Rental investing is back.

A new president will bring a new market . . . change fosters change.

Speaking with several appraisers this past week, the biggest change in the real estate market may indicate that investment in rental properties may begin to be cost-effective. For so long, the purchase price, amount financed and the cash flow on rental income could not justify an investment purchase of rental property.

Now we are close: Investors may be able to break even buying a property with a 25 percent to 30 percent down payment, financing the balance at the current low interest rates and renting at a competitive rate. This is a sign that more investors, conservative investors, may begin to enter the market.

Investors in today's market are conservative and financially sound. Many people are pulling out of the stock market and looking at real estate as the diversification needed in their portfolio. If you are just beginning to look at real estate as an investment, some guidelines for landlords are necessary.

--- Conservative should be the key word. "Cautious and careful" should be the investor motto.

--- Select a property for its location as land appreciates and buildings depreciate. Scarcity creates demand and demand brings a higher chance of future market appreciation. The property you select should be rentable.

In keeping with a conservative approach, an investor should buy properties that he or she can afford to have vacant for at least one year.

--- Properties that are in an excellent location with a good floor plan, freshly painted in neutral colors, and meticulous in condition and cleanliness will rent well and within a reasonable period of time.

--- The rent you receive is second to the quality of your tenant. That is, having a tenant who pays the rent on time and maintains the property should be a priority for an investor. Not all good tenants have excellent credit, but a good tenant can honestly justify a credit problem caused by health issues or job loss.

--- Long-term tenants bring consistent income. Tenants who report problems with the property are helpful to a landlord who takes pride in his/her property.

--- Maintaining your investment in rental property will bring a return when you sell. A real estate investor should look at the investment as long term.

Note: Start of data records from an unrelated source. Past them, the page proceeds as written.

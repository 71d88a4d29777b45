//! Backing store trait and cache statistics.

/// Session-lifetime string store backing the snapshot cache.
///
/// Mirrors browser session storage: synchronous, string keys and values,
/// no expiry. Implementations must tolerate concurrent access.
pub trait SessionStore: Send + Sync {
    /// Get the raw value stored under `key`.
    fn get_item(&self, key: &str) -> Option<String>;

    /// Store `value` under `key`, replacing any previous value.
    fn set_item(&self, key: &str, value: String);

    /// Remove `key` if present.
    fn remove_item(&self, key: &str);

    /// All keys currently stored.
    fn keys(&self) -> Vec<String>;
}

/// Statistics about cache usage.
#[derive(Debug, Clone, Default, PartialEq, Eq)]
pub struct CacheStats {
    /// Number of cache hits.
    pub hits: u64,
    /// Number of cache misses (absent or corrupt).
    pub misses: u64,
    /// Number of snapshot writes.
    pub writes: u64,
    /// Number of corrupt entries that were purged on read.
    pub corrupt_purged: u64,
}

impl CacheStats {
    /// Calculate the hit rate (0.0 to 1.0).
    pub fn hit_rate(&self) -> f64 {
        let total = self.hits + self.misses;
        if total == 0 {
            0.0
        } else {
            self.hits as f64 / total as f64
        }
    }
}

In my opinion, a five-year minimum on holding the investment property is necessary for the return on the investment. Tax advantages are still a part of being a landlord. Your accountant can review with you the depreciation and appropriate write-offs on your taxes. A 1031 or Starker exchange are still viable alternatives when selling in the future and deferring taxes on the return of your investment. A good Realtor can assist you with the guidelines.